A minute later, Lovedeep called home again. The message was from her mother.

She stood outside next to the sign reading SMOKING AREA and told Marjorie her father’s knees were hurting again. “Bad, is it?” Marjorie said and blew smoke into the air. “Not very,” Lovedeep said. “Mom worries.” Marjorie told a dirty joke about a priest with a bum knee, a young boy and a tuba player. Lovedeep never understood Marjorie’s jokes but she always laughed as if she did. This time was no different.

Neither spoke about Ian’s non-existent message.

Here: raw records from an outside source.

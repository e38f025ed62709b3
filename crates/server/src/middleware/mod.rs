//! HTTP middleware components for the Sentinel server.
//!
//! This module contains Axum middleware adapters that wrap the business logic
//! components from `sentinel_core::middleware`. The middleware functions here handle
//! HTTP-specific concerns (request/response manipulation, status codes) while
//! delegating business logic to the core library.

pub mod auth;
pub mod rate_limiting;
pub mod recover;
pub mod request_id;
pub mod timeout;

pub use auth::{
    authenticate_middleware, vary_on_authorization, ActivatedUser, AuthenticatedUser,
};
pub use rate_limiting::rate_limit_middleware;
pub use recover::{handle_panic, recover_layer};
pub use request_id::{
    create_request_id_layers, make_request_span, UuidRequestIdGenerator, X_REQUEST_ID,
};
pub use timeout::{handle_timeout_error, with_request_timeout};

Lovedeep decided this was done out of tact on Marjorie’s part, but worried later if Marjorie simply didn’t care.
Because Lovedeep had spent so much time cultivating Marjorie’s friendship, Marjorie was her only friend at work, but she remained troubled over whether Marjorie felt the same toward her as she did toward Marjorie. It was Lovedeep who telephoned Marjorie when the two were not at work, and it was Lovedeep who invited Marjorie to go out for happy hour on Thursday nights. The Thursday night happy hour included half-priced margaritas and complimentary personal pizzas and bread sticks. On Friday night, by comparison, only peanuts were on offer and the drinks were merely a dollar off.

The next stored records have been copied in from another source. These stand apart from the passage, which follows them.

use crate::errors::ApiError;
use axum::{
    body::Body,
    extract::{ConnectInfo, State},
    http::Request,
    middleware::Next,
    response::Response,
};
use sentinel_core::middleware::RateLimiter;
use std::{net::SocketAddr, sync::Arc};

/// Rate limiting middleware that enforces per-IP request limits.
///
/// The peer address comes from `ConnectInfo`, which the server installs through
/// `into_make_service_with_connect_info`.
///
/// # Errors
///
/// Returns [`ApiError::RateLimitExceeded`] when the client's bucket is empty, or
/// [`ApiError::ServerError`] when the peer address is not available.
pub async fn rate_limit_middleware(
    State(rate_limiter): State<Arc<RateLimiter>>,
    request: Request<Body>,
    next: Next,
) -> Result<Response, ApiError> {
    if !rate_limiter.is_enabled() {
        return Ok(next.run(request).await);
    }

    let Some(ConnectInfo(addr)) = request.extensions().get::<ConnectInfo<SocketAddr>>().copied()
    else {
        return Err(ApiError::ServerError("peer address missing from request".to_string()));
    };

    if !rate_limiter.admit(addr.ip()) {
        tracing::debug!(client = %addr.ip(), "rate limit exceeded");
        return Err(ApiError::RateLimitExceeded);
    }

    Ok(next.run(request).await)
}
//! The versioned `movies` resource.
//!
//! Every movie carries a `version` that starts at 1 and grows by exactly one per successful
//! write. Writers send back the version they read; [`repository::MovieRepository::update`]
//! refuses the write with [`StoreError::EditConflict`](crate::storage::StoreError::EditConflict)
//! when the stored version has moved on.

pub mod repository;

use chrono::{DateTime, Utc};
use serde::{Deserialize, Deserializer, Serialize, Serializer};
use std::fmt;

/// Running time in minutes, written on the wire as `"<n> mins"`.
#[derive(Debug, Clone, Copy, Default, PartialEq, Eq, PartialOrd, Ord)]
pub struct Runtime(pub i32);

impl Runtime {
    #[must_use]
    pub fn is_zero(&self) -> bool {
        self.0 == 0
    }
}

impl fmt::Display for Runtime {
    fn fmt(&self, f: &mut fmt::Formatter<'_>) -> fmt::Result {
        write!(f, "{} mins", self.0)
    }
}

impl Serialize for Runtime {
    fn serialize<S: Serializer>(&self, serializer: S) -> Result<S::Ok, S::Error> {
        serializer.collect_str(self)
    }
}

impl<'de> Deserialize<'de> for Runtime {
    fn deserialize<D: Deserializer<'de>>(deserializer: D) -> Result<Self, D::Error> {
        let raw = String::deserialize(deserializer)?;

        raw.strip_suffix(" mins")
            .and_then(|minutes| minutes.parse::<i32>().ok())
            .map(Runtime)
            .ok_or_else(|| serde::de::Error::custom("invalid runtime format"))
    }
}

#[derive(Debug, Clone, PartialEq, Eq, Serialize)]
pub struct Movie {
    pub id: i64,
    #[serde(skip_serializing)]
    pub created_at: DateTime<Utc>,
    pub title: String,
    #[serde(skip_serializing_if = "is_zero")]
    pub year: i32,
    #[serde(skip_serializing_if = "Runtime::is_zero")]
    pub runtime: Runtime,
    #[serde(skip_serializing_if = "Vec::is_empty")]
    pub genres: Vec<String>,
    pub version: i32,
}

#[allow(clippy::trivially_copy_pass_by_ref)]
fn is_zero(value: &i32) -> bool {
    *value == 0
}

impl Movie {
    /// Builds an unsaved movie. `id`, `created_at`, and `version` are assigned on insert.
    #[must_use]
    pub fn new(title: impl Into<String>, year: i32, runtime: Runtime, genres: Vec<String>) -> Self {
        Self {
            id: 0,
            created_at: Utc::now(),
            title: title.into(),
            year,
            runtime,
            genres,
            version: 1,
        }
    }
}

Several weeks earlier, she had asked Marjorie why she never invited her to happy hour, and Marjorie said plainly, “You say it first,” which was true. The following Thursday, Lovedeep decided to wait for Marjorie to say it first.

Her routine was to wait until after lunch, and on the Thursday of the experiment, Lovedeep was able to wait an additional twenty-seven minutes before she broke down and invited her friend to happy hour. But Marjorie had other plans that night, she had a date. “When were you going to tell me?” Lovedeep said, barely able to conceal her hurt. “I didn’t know it mattered,” Marjorie said. “I promise to tell you about it tomorrow.”

Tomorrow arrived and Marjorie said nothing.

This silence was the cause of no small resentment on Lovedeep’s part, but she felt she could not quiz her friend, for Marjorie had promised, and asking would only raise the specter of the broken promise between them.

On the following Thursday, when it came time to ask Marjorie to happy hour that night, Lovedeep was unable to articulate the request. Her mouth froze and she stood before
Marjorie’s cubicle as if before a judge’s chair, paralyzed, finding it suddenly difficult to breathe.

A half hour later, the two women stood leaning against the stucco exterior of the building, smoking Virginia Slims, and Lovedeep listened as Marjorie spoke for ten uninterrupted minutes about a neighbor’s dog that had barked all night long. It wasn’t Marjorie’s neighbor, it was a friend’s neighbor’s dog, and Marjorie’s indignation was on her friend’s account, not her own. Walking back inside, Lovedeep wondered, if a dog had kept her awake all night, would Marjorie’s indignation have been equally forceful. It was not a question she wanted to find an answer to, and sitting back down, a weight descended on her. It was a feeling of dull nausea.